_The task:_
In the listing below, find each line with the string "instead" and report it.

_Data extracts:_
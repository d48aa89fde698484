use clap::{Parser, Subcommand};

/// codebox - build and check code-runner container images from typed recipes
#[derive(Parser, Debug)]
#[command(name = "codebox")]
#[command(author, version, about, long_about = None)]
pub struct Cli {
    #[command(subcommand)]
    pub command: Commands,
}

#[derive(Subcommand, Debug)]
pub enum Commands {
    /// Write the built-in Go runner recipe as YAML
    Init {
        /// Output file
        #[arg(short, long, value_name = "FILE", default_value = "codebox.yaml")]
        output: String,

        /// Overwrite an existing file
        #[arg(long, default_value = "false")]
        force: bool,
    },

    /// Load and validate a recipe
    Validate {
        /// Recipe file (default: CODEBOX_RECIPE, ./codebox.yaml, user config, built-in)
        #[arg(long, value_name = "FILE")]
        recipe: Option<String>,
    },

    /// Print the ordered provisioning steps for a recipe
    Plan {
        /// Recipe file (default: CODEBOX_RECIPE, ./codebox.yaml, user config, built-in)
        #[arg(long, value_name = "FILE")]
        recipe: Option<String>,

        /// Print the plan as JSON
        #[arg(long, default_value = "false")]
        json: bool,
    },

    /// Render the equivalent Dockerfile
    Render {
        /// Recipe file (default: CODEBOX_RECIPE, ./codebox.yaml, user config, built-in)
        #[arg(long, value_name = "FILE")]
        recipe: Option<String>,

        /// Write to FILE instead of stdout
        #[arg(short, long, value_name = "FILE")]
        output: Option<String>,
    },

    /// Run the provisioning pipeline and check the container start
    Build {
        /// Recipe file (default: CODEBOX_RECIPE, ./codebox.yaml, user config, built-in)
        #[arg(long, value_name = "FILE")]
        recipe: Option<String>,

        /// Use a local toolchain archive instead of downloading it
        #[arg(long, value_name = "FILE", env = "CODEBOX_ARCHIVE")]
        archive: Option<String>,

        /// Print the outcome as JSON
        #[arg(long, default_value = "false")]
        json: bool,
    },
}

_Written response:_
        /// Write to FILE instead of stdout
        /// Use a local toolchain archive instead of downloading it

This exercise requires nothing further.